PROBLEM STATEMENT -
Copy exactly the run of lines that begins at the line with "assert_eq!(cfg.planner.risk_percent, 0.05);" and ends at the final line of the entries.

Stored data entries
[Start of section]
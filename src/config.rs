use serde::{Deserialize, Serialize};

/// Sizing and target settings shared by every calculation.
#[derive(Debug, Clone, PartialEq, Serialize, Deserialize)]
#[serde(rename_all = "camelCase")]
pub struct PlannerConfig {
    // Risk (fraction of account size, in (0, 1))
    pub risk_percent: f64,

    // Per-level sizing weight, stage order
    pub weights: Vec<f64>,

    // Cumulative profit target per stage, as a fraction of account size
    pub target_profit_percents: Vec<f64>,

    // Fees (absolute cost per unit)
    pub fee_per_unit: f64,

    // Rounding (decimal places)
    pub qty_precision: u32,
    pub price_precision: u32,
}

impl Default for PlannerConfig {
    fn default() -> Self {
        Self {
            risk_percent: 0.10,
            weights: vec![1.0, 3.0, 5.0],
            target_profit_percents: vec![0.02, 0.02, 0.02],
            fee_per_unit: 0.0,
            qty_precision: 1,
            price_precision: 4,
        }
    }
}

/// Per-call replacements for any [`PlannerConfig`] field.
#[derive(Debug, Clone, Default, PartialEq, Serialize, Deserialize)]
#[serde(rename_all = "camelCase", default)]
pub struct ConfigOverrides {
    #[serde(skip_serializing_if = "Option::is_none")]
    pub risk_percent: Option<f64>,
    #[serde(skip_serializing_if = "Option::is_none")]
    pub weights: Option<Vec<f64>>,
    #[serde(skip_serializing_if = "Option::is_none")]
    pub target_profit_percents: Option<Vec<f64>>,
    #[serde(skip_serializing_if = "Option::is_none")]
    pub fee_per_unit: Option<f64>,
    #[serde(skip_serializing_if = "Option::is_none")]
    pub qty_precision: Option<u32>,
    #[serde(skip_serializing_if = "Option::is_none")]
    pub price_precision: Option<u32>,
}

impl ConfigOverrides {
    pub fn is_empty(&self) -> bool {
        *self == Self::default()
    }

    /// Effective configuration for one call. `base` is left untouched.
    pub fn apply(&self, base: &PlannerConfig) -> PlannerConfig {
        PlannerConfig {
            risk_percent: self.risk_percent.unwrap_or(base.risk_percent),
            weights: self.weights.clone().unwrap_or_else(|| base.weights.clone()),
            target_profit_percents: self
                .target_profit_percents
                .clone()
                .unwrap_or_else(|| base.target_profit_percents.clone()),
            fee_per_unit: self.fee_per_unit.unwrap_or(base.fee_per_unit),
            qty_precision: self.qty_precision.unwrap_or(base.qty_precision),
            price_precision: self.price_precision.unwrap_or(base.price_precision),
        }
    }
}

#[derive(Debug, Clone, Serialize, Deserialize)]
pub struct Config {
    pub planner: PlannerConfig,

    // Logging
    pub log_level: String,
}

impl Config {
    pub fn from_env() -> Self {
        dotenvy::dotenv().ok();
        Self::from_lookup(|key| std::env::var(key).ok())
    }

    /// Build from an arbitrary key lookup. Missing or unparsable values fall
    /// back to the built-in defaults.
    pub fn from_lookup<F>(lookup: F) -> Self
    where
        F: Fn(&str) -> Option<String>,
    {
        let defaults = PlannerConfig::default();

        let num = |key: &str, default: f64| -> f64 {
            lookup(key)
                .and_then(|v| v.trim().parse().ok())
                .unwrap_or(default)
        };
        let places = |key: &str, default: u32| -> u32 {
            lookup(key)
                .and_then(|v| v.trim().parse().ok())
                .unwrap_or(default)
        };
        let list = |key: &str, default: &[f64]| -> Vec<f64> {
            lookup(key)
                .and_then(|v| parse_list(&v))
                .unwrap_or_else(|| default.to_vec())
        };

        let planner = PlannerConfig {
            risk_percent: num("PLANNER_RISK_PERCENT", defaults.risk_percent),
            weights: list("PLANNER_WEIGHTS", &defaults.weights),
            target_profit_percents: list(
                "PLANNER_TARGET_PROFIT_PERCENTS",
                &defaults.target_profit_percents,
            ),
            fee_per_unit: num("PLANNER_FEE_PER_UNIT", defaults.fee_per_unit),
            qty_precision: places("PLANNER_QTY_PRECISION", defaults.qty_precision),
            price_precision: places("PLANNER_PRICE_PRECISION", defaults.price_precision),
        };

        Config {
            planner,
            log_level: lookup("LOG_LEVEL").unwrap_or_else(|| "info".to_string()),
        }
    }
}

/// Parse "1, 3, 5" into numbers. Any bad element rejects the whole list.
fn parse_list(raw: &str) -> Option<Vec<f64>> {
    let values: Option<Vec<f64>> = raw
        .split(',')
        .map(|s| s.trim().parse::<f64>().ok())
        .collect();
    values.filter(|v| !v.is_empty())
}

#[cfg(test)]
mod tests {
    use super::*;
    use std::collections::HashMap;

    fn lookup_from(pairs: &[(&str, &str)]) -> impl Fn(&str) -> Option<String> {
        let map: HashMap<String, String> = pairs
            .iter()
            .map(|(k, v)| (k.to_string(), v.to_string()))
            .collect();
        move |key: &str| map.get(key).cloned()
    }

    #[test]
    fn built_in_defaults() {
        let cfg = PlannerConfig::default();
        assert_eq!(cfg.risk_percent, 0.10);
        assert_eq!(cfg.weights, vec![1.0, 3.0, 5.0]);
        assert_eq!(cfg.target_profit_percents, vec![0.02, 0.02, 0.02]);
        assert_eq!(cfg.fee_per_unit, 0.0);
        assert_eq!(cfg.qty_precision, 1);
        assert_eq!(cfg.price_precision, 4);
    }

    #[test]
    fn env_values_replace_defaults() {
        let cfg = Config::from_lookup(lookup_from(&[
            ("PLANNER_RISK_PERCENT", "0.05"),
            ("PLANNER_WEIGHTS", "1, 2, 4"),
            ("PLANNER_TARGET_PROFIT_PERCENTS", "0.0211,0.0209,0.0253"),
            ("PLANNER_QTY_PRECISION", "3"),
            ("LOG_LEVEL", "debug"),
        ]));
        assert_eq!(cfg.planner.risk_percent, 0.05);
        assert_eq!(cfg.planner.weights, vec![1.0, 2.0, 4.0]);
        assert_eq!(cfg.planner.target_profit_percents, vec![0.0211, 0.0209, 0.0253]);
        assert_eq!(cfg.planner.qty_precision, 3);
        assert_eq!(cfg.planner.price_precision, 4);
        assert_eq!(cfg.log_level, "debug");
    }

    #[test]
    fn bad_env_values_fall_back() {
        let cfg = Config::from_lookup(lookup_from(&[
            ("PLANNER_RISK_PERCENT", "ten"),
            ("PLANNER_WEIGHTS", "1,x,5"),
            ("PLANNER_PRICE_PRECISION", "-2"),
        ]));
        assert_eq!(cfg.planner, PlannerConfig::default());
        assert_eq!(cfg.log_level, "info");
    }

    #[test]
    fn overrides_apply_only_set_fields() {
        let base = PlannerConfig::default();
        let overrides = ConfigOverrides {
            fee_per_unit: Some(1.5),
            weights: Some(vec![2.0, 2.0]),
            ..Default::default()
        };
        let effective = overrides.apply(&base);
        assert_eq!(effective.fee_per_unit, 1.5);
        assert_eq!(effective.weights, vec![2.0, 2.0]);
        assert_eq!(effective.risk_percent, base.risk_percent);
        assert_eq!(effective.target_profit_percents, base.target_profit_percents);
        // base unchanged
        assert_eq!(base, PlannerConfig::default());
    }

    #[test]
    fn empty_overrides() {
        assert!(ConfigOverrides::default().is_empty());
        let some = ConfigOverrides {
            qty_precision: Some(0),
            ..Default::default()
        };
        assert!(!some.is_empty());
    }
}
[End of section]
RESPONSE -
        assert_eq!(cfg.planner.risk_percent, 0.05);
        assert_eq!(cfg.planner.weights, vec![1.0, 2.0, 4.0]);
        assert_eq!(cfg.planner.target_profit_percents, vec![0.0211, 0.0209, 0.0253]);
        assert_eq!(cfg.planner.qty_precision, 3);
        assert_eq!(cfg.planner.price_precision, 4);
        assert_eq!(cfg.log_level, "debug");
    }

    #[test]
    fn bad_env_values_fall_back() {
        let cfg = Config::from_lookup(lookup_from(&[
            ("PLANNER_RISK_PERCENT", "ten"),
            ("PLANNER_WEIGHTS", "1,x,5"),
            ("PLANNER_PRICE_PRECISION", "-2"),
        ]));
        assert_eq!(cfg.planner, PlannerConfig::default());
        assert_eq!(cfg.log_level, "info");
    }

    #[test]
    fn overrides_apply_only_set_fields() {
        let base = PlannerConfig::default();
        let overrides = ConfigOverrides {
            fee_per_unit: Some(1.5),
            weights: Some(vec![2.0, 2.0]),
            ..Default::default()
        };
        let effective = overrides.apply(&base);
        assert_eq!(effective.fee_per_unit, 1.5);
        assert_eq!(effective.weights, vec![2.0, 2.0]);
        assert_eq!(effective.risk_percent, base.risk_percent);
        assert_eq!(effective.target_profit_percents, base.target_profit_percents);
        // base unchanged
        assert_eq!(base, PlannerConfig::default());
    }

    #[test]
    fn empty_overrides() {
        assert!(ConfigOverrides::default().is_empty());
        let some = ConfigOverrides {
            qty_precision: Some(0),
            ..Default::default()
        };
        assert!(!some.is_empty());
    }
}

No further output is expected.